How to complete this task: Check each line of the data for "network", and copy the ones that have it.

___ Data excerpts

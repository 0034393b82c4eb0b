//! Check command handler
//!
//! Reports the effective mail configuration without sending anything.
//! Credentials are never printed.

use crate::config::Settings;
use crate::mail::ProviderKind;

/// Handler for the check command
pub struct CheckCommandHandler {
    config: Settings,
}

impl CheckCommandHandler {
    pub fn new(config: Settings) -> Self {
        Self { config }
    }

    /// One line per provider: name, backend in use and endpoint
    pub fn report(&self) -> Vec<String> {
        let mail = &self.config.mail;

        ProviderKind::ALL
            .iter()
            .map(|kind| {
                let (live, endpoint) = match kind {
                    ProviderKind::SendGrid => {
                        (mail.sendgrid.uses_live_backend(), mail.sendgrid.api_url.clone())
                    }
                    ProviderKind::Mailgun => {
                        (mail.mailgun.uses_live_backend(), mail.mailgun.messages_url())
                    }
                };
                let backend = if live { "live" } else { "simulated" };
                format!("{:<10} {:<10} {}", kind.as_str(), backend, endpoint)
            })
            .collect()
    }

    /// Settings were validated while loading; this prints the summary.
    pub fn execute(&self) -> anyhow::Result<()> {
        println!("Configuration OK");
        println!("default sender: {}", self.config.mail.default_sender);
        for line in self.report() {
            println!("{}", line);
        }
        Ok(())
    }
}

______
___ Data excerpts

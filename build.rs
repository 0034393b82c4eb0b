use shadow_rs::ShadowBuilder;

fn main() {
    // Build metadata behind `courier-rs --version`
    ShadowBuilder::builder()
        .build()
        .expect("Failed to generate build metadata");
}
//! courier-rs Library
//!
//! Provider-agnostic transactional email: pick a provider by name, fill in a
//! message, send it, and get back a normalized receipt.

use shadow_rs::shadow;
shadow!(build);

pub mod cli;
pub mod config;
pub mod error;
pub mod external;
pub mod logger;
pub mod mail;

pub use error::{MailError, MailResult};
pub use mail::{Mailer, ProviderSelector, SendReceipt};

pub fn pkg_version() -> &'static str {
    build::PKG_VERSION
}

______
___ Data excerpts

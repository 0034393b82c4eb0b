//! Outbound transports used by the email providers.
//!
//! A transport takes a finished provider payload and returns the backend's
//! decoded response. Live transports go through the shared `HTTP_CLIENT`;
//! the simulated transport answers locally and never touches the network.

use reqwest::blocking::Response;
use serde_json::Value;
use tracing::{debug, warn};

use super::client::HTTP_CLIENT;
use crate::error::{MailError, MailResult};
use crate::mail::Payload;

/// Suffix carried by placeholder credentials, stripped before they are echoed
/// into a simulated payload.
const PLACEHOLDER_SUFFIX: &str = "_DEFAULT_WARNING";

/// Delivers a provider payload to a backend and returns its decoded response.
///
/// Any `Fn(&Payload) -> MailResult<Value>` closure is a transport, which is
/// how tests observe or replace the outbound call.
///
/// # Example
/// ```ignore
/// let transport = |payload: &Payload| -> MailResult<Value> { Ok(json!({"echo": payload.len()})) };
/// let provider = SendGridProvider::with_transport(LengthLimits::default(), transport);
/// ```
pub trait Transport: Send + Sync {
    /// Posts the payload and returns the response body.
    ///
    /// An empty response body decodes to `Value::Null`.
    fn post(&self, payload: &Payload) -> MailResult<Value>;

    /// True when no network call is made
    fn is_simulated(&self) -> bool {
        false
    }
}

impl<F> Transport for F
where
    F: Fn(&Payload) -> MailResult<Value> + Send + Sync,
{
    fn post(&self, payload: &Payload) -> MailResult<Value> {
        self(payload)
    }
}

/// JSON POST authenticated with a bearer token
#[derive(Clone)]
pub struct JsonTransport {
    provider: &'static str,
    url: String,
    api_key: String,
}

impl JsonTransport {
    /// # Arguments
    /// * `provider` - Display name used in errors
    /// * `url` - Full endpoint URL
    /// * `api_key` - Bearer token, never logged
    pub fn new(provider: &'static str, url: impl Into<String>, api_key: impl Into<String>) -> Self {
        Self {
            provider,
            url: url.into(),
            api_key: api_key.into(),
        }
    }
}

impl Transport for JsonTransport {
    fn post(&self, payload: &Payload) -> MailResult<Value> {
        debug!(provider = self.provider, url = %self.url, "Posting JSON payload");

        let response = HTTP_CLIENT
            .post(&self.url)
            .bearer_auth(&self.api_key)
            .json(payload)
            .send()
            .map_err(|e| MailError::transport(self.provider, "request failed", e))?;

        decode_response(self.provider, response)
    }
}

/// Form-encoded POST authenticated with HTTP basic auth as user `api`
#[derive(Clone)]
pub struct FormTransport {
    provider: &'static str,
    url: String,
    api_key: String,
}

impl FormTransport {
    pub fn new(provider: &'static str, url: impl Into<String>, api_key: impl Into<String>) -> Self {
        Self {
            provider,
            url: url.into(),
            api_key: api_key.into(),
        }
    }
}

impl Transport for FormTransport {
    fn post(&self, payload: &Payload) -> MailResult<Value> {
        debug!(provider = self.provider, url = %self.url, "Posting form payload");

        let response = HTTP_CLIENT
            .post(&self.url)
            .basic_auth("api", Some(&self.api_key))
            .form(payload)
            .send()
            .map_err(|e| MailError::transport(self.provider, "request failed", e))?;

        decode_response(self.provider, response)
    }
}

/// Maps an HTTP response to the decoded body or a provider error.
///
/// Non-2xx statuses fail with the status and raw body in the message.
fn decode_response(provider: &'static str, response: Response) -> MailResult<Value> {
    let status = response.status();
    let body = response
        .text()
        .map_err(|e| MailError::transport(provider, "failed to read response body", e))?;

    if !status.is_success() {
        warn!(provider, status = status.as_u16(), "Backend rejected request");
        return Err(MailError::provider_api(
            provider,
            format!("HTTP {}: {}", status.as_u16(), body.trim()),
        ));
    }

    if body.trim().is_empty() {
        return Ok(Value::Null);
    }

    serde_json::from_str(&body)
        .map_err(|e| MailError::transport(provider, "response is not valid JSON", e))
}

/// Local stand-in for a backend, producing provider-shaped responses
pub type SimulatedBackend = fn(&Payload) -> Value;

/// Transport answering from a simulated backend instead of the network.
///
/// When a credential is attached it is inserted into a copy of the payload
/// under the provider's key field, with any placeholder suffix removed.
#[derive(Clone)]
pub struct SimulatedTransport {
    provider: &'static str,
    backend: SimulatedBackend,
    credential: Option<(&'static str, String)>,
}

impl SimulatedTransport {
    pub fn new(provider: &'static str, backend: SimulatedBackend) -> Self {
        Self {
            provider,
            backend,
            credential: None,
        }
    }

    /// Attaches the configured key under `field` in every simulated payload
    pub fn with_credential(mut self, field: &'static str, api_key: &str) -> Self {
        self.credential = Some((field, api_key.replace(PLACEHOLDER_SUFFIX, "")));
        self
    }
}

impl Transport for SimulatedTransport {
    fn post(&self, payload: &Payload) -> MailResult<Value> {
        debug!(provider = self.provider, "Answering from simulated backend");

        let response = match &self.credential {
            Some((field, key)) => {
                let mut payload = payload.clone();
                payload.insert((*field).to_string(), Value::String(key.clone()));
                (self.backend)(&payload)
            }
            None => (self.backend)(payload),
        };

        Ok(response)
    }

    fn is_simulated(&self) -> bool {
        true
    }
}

______

Exercise answer:
//! the simulated transport answers locally and never touches the network.
    /// True when no network call is made
/// Transport answering from a simulated backend instead of the network.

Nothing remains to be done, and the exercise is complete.